* **Task statement**
Below are the entries; give again exactly the lines from the one mentioning "if !assigned[j] &&" through the one mentioning "groups.len()", inclusive.

── Given information

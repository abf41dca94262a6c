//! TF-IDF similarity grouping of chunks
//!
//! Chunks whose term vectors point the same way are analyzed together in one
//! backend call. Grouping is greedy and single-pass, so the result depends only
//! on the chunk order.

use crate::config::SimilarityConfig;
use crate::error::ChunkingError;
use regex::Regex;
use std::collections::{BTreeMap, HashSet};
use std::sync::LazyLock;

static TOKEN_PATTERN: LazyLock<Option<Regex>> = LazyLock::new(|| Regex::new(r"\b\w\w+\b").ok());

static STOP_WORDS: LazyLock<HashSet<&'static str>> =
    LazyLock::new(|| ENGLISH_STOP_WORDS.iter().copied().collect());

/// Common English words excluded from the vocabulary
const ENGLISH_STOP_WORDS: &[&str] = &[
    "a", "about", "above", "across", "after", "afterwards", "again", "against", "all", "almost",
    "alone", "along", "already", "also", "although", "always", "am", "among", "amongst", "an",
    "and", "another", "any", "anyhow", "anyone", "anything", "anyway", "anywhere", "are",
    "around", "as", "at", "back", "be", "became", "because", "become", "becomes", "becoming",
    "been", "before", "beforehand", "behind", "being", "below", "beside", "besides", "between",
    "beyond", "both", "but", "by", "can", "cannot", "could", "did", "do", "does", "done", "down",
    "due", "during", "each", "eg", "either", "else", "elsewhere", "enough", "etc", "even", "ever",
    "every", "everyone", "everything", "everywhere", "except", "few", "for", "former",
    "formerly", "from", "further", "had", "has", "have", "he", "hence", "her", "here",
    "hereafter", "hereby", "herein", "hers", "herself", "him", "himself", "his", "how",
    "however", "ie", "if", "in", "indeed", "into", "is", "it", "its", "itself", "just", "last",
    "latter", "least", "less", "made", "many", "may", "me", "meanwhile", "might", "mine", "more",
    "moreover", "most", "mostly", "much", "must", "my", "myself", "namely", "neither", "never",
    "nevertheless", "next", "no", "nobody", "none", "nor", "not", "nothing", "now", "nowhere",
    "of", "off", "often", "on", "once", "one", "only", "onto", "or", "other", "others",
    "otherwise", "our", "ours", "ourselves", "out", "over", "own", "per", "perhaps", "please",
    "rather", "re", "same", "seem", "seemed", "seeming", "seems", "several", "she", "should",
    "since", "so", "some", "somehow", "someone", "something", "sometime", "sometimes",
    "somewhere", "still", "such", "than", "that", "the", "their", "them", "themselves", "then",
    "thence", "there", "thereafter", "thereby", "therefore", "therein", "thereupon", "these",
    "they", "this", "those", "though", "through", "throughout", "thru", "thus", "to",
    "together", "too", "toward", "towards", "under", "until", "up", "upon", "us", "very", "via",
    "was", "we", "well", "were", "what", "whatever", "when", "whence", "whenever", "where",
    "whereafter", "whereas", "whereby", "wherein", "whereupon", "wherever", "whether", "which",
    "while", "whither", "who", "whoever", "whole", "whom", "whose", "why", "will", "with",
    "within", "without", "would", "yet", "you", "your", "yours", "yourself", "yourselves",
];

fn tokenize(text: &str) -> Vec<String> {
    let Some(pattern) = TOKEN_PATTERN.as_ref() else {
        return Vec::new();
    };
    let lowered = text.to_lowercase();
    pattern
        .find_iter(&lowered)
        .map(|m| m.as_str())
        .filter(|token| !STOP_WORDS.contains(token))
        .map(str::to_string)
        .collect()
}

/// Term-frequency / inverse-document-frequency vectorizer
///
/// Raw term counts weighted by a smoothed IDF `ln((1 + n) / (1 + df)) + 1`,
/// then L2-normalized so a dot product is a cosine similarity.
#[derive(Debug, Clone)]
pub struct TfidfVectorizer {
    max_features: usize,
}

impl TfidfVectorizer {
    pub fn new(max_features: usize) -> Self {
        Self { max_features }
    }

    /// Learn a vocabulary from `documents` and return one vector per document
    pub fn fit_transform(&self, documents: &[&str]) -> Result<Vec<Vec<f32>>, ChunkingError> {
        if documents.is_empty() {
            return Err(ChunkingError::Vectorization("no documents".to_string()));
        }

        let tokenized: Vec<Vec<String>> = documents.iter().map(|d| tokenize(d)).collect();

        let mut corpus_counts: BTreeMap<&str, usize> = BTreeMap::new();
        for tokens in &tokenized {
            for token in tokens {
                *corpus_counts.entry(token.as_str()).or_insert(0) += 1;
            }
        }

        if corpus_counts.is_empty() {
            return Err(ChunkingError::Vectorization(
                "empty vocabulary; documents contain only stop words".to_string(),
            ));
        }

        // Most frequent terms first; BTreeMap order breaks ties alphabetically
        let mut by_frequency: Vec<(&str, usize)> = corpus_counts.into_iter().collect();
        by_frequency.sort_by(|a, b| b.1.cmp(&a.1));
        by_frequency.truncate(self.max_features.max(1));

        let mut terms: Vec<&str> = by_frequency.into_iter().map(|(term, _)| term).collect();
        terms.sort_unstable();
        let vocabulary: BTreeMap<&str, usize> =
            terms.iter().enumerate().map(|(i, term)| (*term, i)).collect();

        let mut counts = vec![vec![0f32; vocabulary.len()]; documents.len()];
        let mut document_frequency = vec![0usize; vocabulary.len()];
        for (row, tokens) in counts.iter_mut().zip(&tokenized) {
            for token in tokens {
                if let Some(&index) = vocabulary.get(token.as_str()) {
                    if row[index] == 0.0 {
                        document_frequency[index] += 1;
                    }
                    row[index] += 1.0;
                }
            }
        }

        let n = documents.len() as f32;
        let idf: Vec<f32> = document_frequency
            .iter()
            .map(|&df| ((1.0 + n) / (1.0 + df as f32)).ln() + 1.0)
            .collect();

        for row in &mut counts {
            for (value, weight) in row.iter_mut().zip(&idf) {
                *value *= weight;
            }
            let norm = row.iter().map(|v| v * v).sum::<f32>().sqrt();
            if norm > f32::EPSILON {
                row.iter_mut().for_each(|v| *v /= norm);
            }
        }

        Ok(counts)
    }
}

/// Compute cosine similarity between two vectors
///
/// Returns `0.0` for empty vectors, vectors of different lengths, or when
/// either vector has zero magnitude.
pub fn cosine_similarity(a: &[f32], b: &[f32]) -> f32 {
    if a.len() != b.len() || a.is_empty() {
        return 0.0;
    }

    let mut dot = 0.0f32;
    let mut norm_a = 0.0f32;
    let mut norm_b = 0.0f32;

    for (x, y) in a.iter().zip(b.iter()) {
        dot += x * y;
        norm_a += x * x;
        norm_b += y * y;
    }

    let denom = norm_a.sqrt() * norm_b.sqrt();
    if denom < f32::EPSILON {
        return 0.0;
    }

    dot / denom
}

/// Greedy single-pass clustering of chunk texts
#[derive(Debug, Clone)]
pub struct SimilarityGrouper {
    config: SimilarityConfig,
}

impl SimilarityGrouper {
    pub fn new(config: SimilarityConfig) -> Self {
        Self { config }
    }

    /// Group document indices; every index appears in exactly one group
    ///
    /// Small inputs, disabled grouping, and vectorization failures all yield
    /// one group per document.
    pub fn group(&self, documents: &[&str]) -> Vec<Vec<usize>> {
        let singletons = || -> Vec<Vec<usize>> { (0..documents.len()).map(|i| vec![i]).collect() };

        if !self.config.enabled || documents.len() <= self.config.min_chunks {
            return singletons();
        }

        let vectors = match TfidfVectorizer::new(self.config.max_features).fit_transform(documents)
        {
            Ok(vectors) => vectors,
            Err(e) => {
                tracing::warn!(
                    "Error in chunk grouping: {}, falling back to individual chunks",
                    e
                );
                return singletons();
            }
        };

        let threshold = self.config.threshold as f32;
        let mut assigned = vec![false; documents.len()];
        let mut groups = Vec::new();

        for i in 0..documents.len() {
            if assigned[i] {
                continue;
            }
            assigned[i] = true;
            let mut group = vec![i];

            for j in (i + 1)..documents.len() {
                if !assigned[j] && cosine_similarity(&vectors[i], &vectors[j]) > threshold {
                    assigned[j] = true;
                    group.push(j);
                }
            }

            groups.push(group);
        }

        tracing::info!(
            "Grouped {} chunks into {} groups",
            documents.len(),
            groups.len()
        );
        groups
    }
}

────

* **Output of the task**
                if !assigned[j] && cosine_similarity(&vectors[i], &vectors[j]) > threshold {
                    assigned[j] = true;
                    group.push(j);
                }
            }

            groups.push(group);
        }

        tracing::info!(
            "Grouped {} chunks into {} groups",
            documents.len(),
            groups.len()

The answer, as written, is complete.